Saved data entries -

--

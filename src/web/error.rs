//! API error types and response formatting.

use crate::core::dashboard::DashboardError;
use crate::core::moderation::ModerationResult;
use crate::core::submissions::{StoreError, SubmissionError};
use crate::core::votes::VoteError;
use axum::http::StatusCode;
use axum::response::{IntoResponse, Response};
use axum::Json;
use serde_json::json;

/// API error type that converts to appropriate HTTP responses.
#[derive(Debug, thiserror::Error)]
pub enum ApiError {
    /// Malformed or invalid request body.
    #[error("bad request: {0}")]
    BadRequest(String),

    /// The submission was flagged by moderation. Nothing was stored.
    #[error("prompt flagged by moderation")]
    Flagged(Box<ModerationResult>),

    /// Moderation passed but the row store refused the write.
    #[error("failed to persist submission: {0}")]
    Persistence(String),

    /// The nullifier was already spent.
    #[error("conflict: {0}")]
    Conflict(String),

    /// Anything else that went wrong server-side.
    #[error("{message}: {details}")]
    Internal {
        message: &'static str,
        details: String,
    },
}

impl IntoResponse for ApiError {
    fn into_response(self) -> Response {
        let (status, body) = match self {
            Self::BadRequest(msg) => (StatusCode::BAD_REQUEST, json!({ "error": msg })),
            Self::Flagged(moderation) => (
                StatusCode::BAD_REQUEST,
                json!({
                    "error": "Prompt flagged by moderation",
                    "reason": moderation.categories.summary(),
                    "flagged": true,
                    "categories": moderation.categories,
                    "riskLevel": moderation.risk_level,
                }),
            ),
            Self::Persistence(details) => (
                StatusCode::INTERNAL_SERVER_ERROR,
                json!({ "error": "Failed to persist submission", "details": details }),
            ),
            Self::Conflict(msg) => (StatusCode::CONFLICT, json!({ "error": msg })),
            Self::Internal { message, details } => {
                tracing::error!(error = %details, "{}", message);
                (
                    StatusCode::INTERNAL_SERVER_ERROR,
                    json!({ "error": message, "details": details }),
                )
            }
        };

        (status, Json(body)).into_response()
    }
}

impl From<SubmissionError> for ApiError {
    fn from(err: SubmissionError) -> Self {
        match err {
            SubmissionError::Validation(msg) => Self::BadRequest(msg),
            SubmissionError::Persistence(store) => Self::Persistence(store.to_string()),
        }
    }
}

impl From<VoteError> for ApiError {
    fn from(err: VoteError) -> Self {
        match err {
            VoteError::Invalid(msg) => Self::BadRequest(msg),
            VoteError::Duplicate => Self::Conflict("Vote already recorded".to_string()),
            VoteError::StorageError(details) => Self::Internal {
                message: "Failed to record vote",
                details,
            },
        }
    }
}

impl From<DashboardError> for ApiError {
    fn from(err: DashboardError) -> Self {
        Self::Internal {
            message: "Failed to load prompts",
            details: err.to_string(),
        }
    }
}

impl From<StoreError> for ApiError {
    fn from(err: StoreError) -> Self {
        Self::Internal {
            message: "Storage unavailable",
            details: err.to_string(),
        }
    }
}

#[cfg(test)]
mod tests {
    use super::*;
    use http_body_util::BodyExt;

    async fn body_json(err: ApiError) -> (StatusCode, serde_json::Value) {
        let response = err.into_response();
        let status = response.status();
        let bytes = response.into_body().collect().await.unwrap().to_bytes();
        (status, serde_json::from_slice(&bytes).unwrap())
    }

    #[tokio::test]
    async fn test_duplicate_vote_is_conflict() {
        let (status, body) = body_json(VoteError::Duplicate.into()).await;
        assert_eq!(status, StatusCode::CONFLICT);
        assert_eq!(body["error"], "Vote already recorded");
    }

    #[tokio::test]
    async fn test_persistence_is_distinct_from_rejection() {
        let err: ApiError =
            SubmissionError::Persistence(StoreError::Backend("quota".to_string())).into();
        let (status, body) = body_json(err).await;
        assert_eq!(status, StatusCode::INTERNAL_SERVER_ERROR);
        assert_eq!(body["error"], "Failed to persist submission");
        assert!(body["details"].as_str().unwrap().contains("quota"));
        assert!(body.get("flagged").is_none());
    }
}
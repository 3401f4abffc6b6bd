// =============================================================================
// OPENAI MODERATION CLIENT
// =============================================================================
//
// Implements `ModerationProvider` against the OpenAI-compatible `/moderations`
// endpoint. Any base URL that speaks the same protocol works.
//
// Upstream categories are folded into our six:
// - `hate*`, `harassment*`, `violence*`, `sexual*` map by prefix
// - `self-harm*` maps to `self_harm`
// - `illicit*` maps to `illegal`
// Anything else is ignored.

use crate::core::moderation::{
    Category, CategoryFlags, ModerationProvider, ModerationResult, ProviderError, RiskLevel,
};
use async_trait::async_trait;
use chrono::Utc;
use reqwest::Client;
use serde::Deserialize;
use serde_json::json;
use std::collections::HashMap;

pub const DEFAULT_OPENAI_BASE_URL: &str = "https://api.openai.com/v1";

pub struct OpenAiModerationClient {
    client: Client,
    api_key: String,
    base_url: String,
}

// =============================================================================
// API DATA STRUCTURES
// =============================================================================

#[derive(Debug, Deserialize)]
struct ModerationResponse {
    results: Vec<ModerationEntry>,
}

#[derive(Debug, Deserialize)]
struct ModerationEntry {
    flagged: bool,
    #[serde(default)]
    categories: HashMap<String, bool>,
    #[serde(default)]
    category_scores: HashMap<String, f64>,
}

fn map_category(upstream: &str) -> Option<Category> {
    let root = upstream.split('/').next().unwrap_or(upstream);
    match root {
        "hate" => Some(Category::Hate),
        "harassment" => Some(Category::Harassment),
        "violence" => Some(Category::Violence),
        "sexual" => Some(Category::Sexual),
        "self-harm" => Some(Category::SelfHarm),
        "illicit" => Some(Category::Illegal),
        _ => None,
    }
}

impl OpenAiModerationClient {
    pub fn new(client: Client, api_key: String, base_url: String) -> Self {
        Self {
            client,
            api_key,
            base_url: base_url.trim_end_matches('/').to_string(),
        }
    }

    fn interpret(entry: ModerationEntry) -> ModerationResult {
        let mut categories = CategoryFlags::default();
        let mut flagged_words: Vec<String> = entry
            .categories
            .iter()
            .filter(|(_, hit)| **hit)
            .map(|(name, _)| name.clone())
            .collect();
        flagged_words.sort();

        for name in &flagged_words {
            if let Some(category) = map_category(name) {
                categories.set(category, true);
            }
        }

        let confidence = entry
            .category_scores
            .values()
            .copied()
            .fold(0.0_f64, f64::max);

        let suggestions = if entry.flagged {
            categories
                .flagged()
                .into_iter()
                .map(|c| c.advisory().to_string())
                .collect()
        } else {
            vec!["Content appears safe and appropriate".to_string()]
        };

        ModerationResult {
            flagged: entry.flagged,
            categories,
            confidence,
            provider: "OpenAI Moderation".to_string(),
            flagged_words,
            risk_level: RiskLevel::from_score(entry.flagged, confidence),
            suggestions,
            timestamp: Utc::now(),
        }
    }
}

#[async_trait]
impl ModerationProvider for OpenAiModerationClient {
    fn name(&self) -> &str {
        "openai"
    }

    async fn moderate(&self, content: &str) -> Result<ModerationResult, ProviderError> {
        let url = format!("{}/moderations", self.base_url);

        let response = self
            .client
            .post(&url)
            .header("Authorization", format!("Bearer {}", self.api_key))
            .json(&json!({ "input": content }))
            .send()
            .await
            .map_err(|e| ProviderError::Transport(e.to_string()))?;

        if !response.status().is_success() {
            let status = response.status().as_u16();
            let body = response.text().await.unwrap_or_default();
            return Err(ProviderError::Status { status, body });
        }

        let parsed: ModerationResponse = response
            .json()
            .await
            .map_err(|e| ProviderError::Malformed(e.to_string()))?;

        let entry = parsed
            .results
            .into_iter()
            .next()
            .ok_or_else(|| ProviderError::Malformed("no moderation results".to_string()))?;

        Ok(Self::interpret(entry))
    }
}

--

What you should do - Word for word, restate the lines above from the line containing "use http_body_util::BodyExt;" through the line containing "async fn test_duplicate_vote_is_conflict()", with both included and nothing else.

Reply -
    use http_body_util::BodyExt;

    async fn body_json(err: ApiError) -> (StatusCode, serde_json::Value) {
        let response = err.into_response();
        let status = response.status();
        let bytes = response.into_body().collect().await.unwrap().to_bytes();
        (status, serde_json::from_slice(&bytes).unwrap())
    }

    #[tokio::test]
    async fn test_duplicate_vote_is_conflict() {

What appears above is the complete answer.